__Instructions to follow__. Return the records that follow, unchanged and complete.

[Dataset entries]
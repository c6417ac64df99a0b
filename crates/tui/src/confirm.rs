use ratatui::{
    Frame,
    layout::{Alignment, Constraint, Direction, Layout, Rect},
    style::{Color, Modifier, Style},
    text::{Line, Span},
    widgets::{Block, Borders, Clear, Paragraph},
};

/// Yes/No prompt drawn over the main view. Defaults to No.
pub struct ConfirmDialog {
    pub message: String,
    pub selected: bool, // true = Yes
}

impl ConfirmDialog {
    pub fn new(message: impl Into<String>) -> Self {
        Self { message: message.into(), selected: false }
    }

    pub fn toggle(&mut self) {
        self.selected = !self.selected;
    }

    pub fn render(&self, f: &mut Frame) {
        // Message plus borders and margin, never narrower than the buttons.
        let width = (self.message.chars().count() as u16 + 6).max(30);
        let area = centered_rect(width, 6, f.area());
        f.render_widget(Clear, area);

        let block = Block::default()
            .borders(Borders::ALL)
            .border_style(Style::default().fg(Color::Yellow))
            .title(" Confirm ");
        let inner = block.inner(area);
        f.render_widget(block, area);

        // padding, message, spacing, buttons
        let rows = Layout::default()
            .direction(Direction::Vertical)
            .constraints([Constraint::Length(1); 4])
            .split(inner);

        let message = Paragraph::new(Line::from(Span::styled(self.message.as_str(), Style::default().fg(Color::White))))
            .alignment(Alignment::Center);
        f.render_widget(message, rows[1]);

        let buttons = Line::from(vec![
            button("  [Yes]  ", self.selected, Color::Green),
            Span::raw("   "),
            button("  [No]  ", !self.selected, Color::Red),
        ]);
        f.render_widget(Paragraph::new(buttons).alignment(Alignment::Center), rows[3]);
    }
}

fn button(label: &'static str, active: bool, color: Color) -> Span<'static> {
    let style = if active {
        Style::default().fg(Color::Black).bg(color).add_modifier(Modifier::BOLD)
    } else {
        Style::default().fg(Color::DarkGray)
    };
    Span::styled(label, style)
}

/// A `width` x `height` rect centered in `area`, clamped to it.
fn centered_rect(width: u16, height: u16, area: Rect) -> Rect {
    let x = area.x + area.width.saturating_sub(width) / 2;
    let y = area.y + area.height.saturating_sub(height) / 2;
    Rect::new(x, y, width.min(area.width), height.min(area.height))
}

__Solution to the exercise__.
repository c6417ac64df99a0b
filename crates/tui/src/confirm.rs
use ratatui::{
    Frame,
    layout::{Alignment, Constraint, Direction, Layout, Rect},
    style::{Color, Modifier, Style},
    text::{Line, Span},
    widgets::{Block, Borders, Clear, Paragraph},
};

/// Yes/No prompt drawn over the main view. Defaults to No.
pub struct ConfirmDialog {
    pub message: String,
    pub selected: bool, // true = Yes
}

impl ConfirmDialog {
    pub fn new(message: impl Into<String>) -> Self {
        Self { message: message.into(), selected: false }
    }

    pub fn toggle(&mut self) {
        self.selected = !self.selected;
    }

    pub fn render(&self, f: &mut Frame) {
        // Message plus borders and margin, never narrower than the buttons.
        let width = (self.message.chars().count() as u16 + 6).max(30);
        let area = centered_rect(width, 6, f.area());
        f.render_widget(Clear, area);

        let block = Block::default()
            .borders(Borders::ALL)
            .border_style(Style::default().fg(Color::Yellow))
            .title(" Confirm ");
        let inner = block.inner(area);
        f.render_widget(block, area);

        // padding, message, spacing, buttons
        let rows = Layout::default()
            .direction(Direction::Vertical)
            .constraints([Constraint::Length(1); 4])
            .split(inner);

        let message = Paragraph::new(Line::from(Span::styled(self.message.as_str(), Style::default().fg(Color::White))))
            .alignment(Alignment::Center);
        f.render_widget(message, rows[1]);

        let buttons = Line::from(vec![
            button("  [Yes]  ", self.selected, Color::Green),
            Span::raw("   "),
            button("  [No]  ", !self.selected, Color::Red),
        ]);
        f.render_widget(Paragraph::new(buttons).alignment(Alignment::Center), rows[3]);
    }
}

fn button(label: &'static str, active: bool, color: Color) -> Span<'static> {
    let style = if active {
        Style::default().fg(Color::Black).bg(color).add_modifier(Modifier::BOLD)
    } else {
        Style::default().fg(Color::DarkGray)
    };
    Span::styled(label, style)
}

/// A `width` x `height` rect centered in `area`, clamped to it.
fn centered_rect(width: u16, height: u16, area: Rect) -> Rect {
    let x = area.x + area.width.saturating_sub(width) / 2;
    let y = area.y + area.height.saturating_sub(height) / 2;
    Rect::new(x, y, width.min(area.width), height.min(area.height))
}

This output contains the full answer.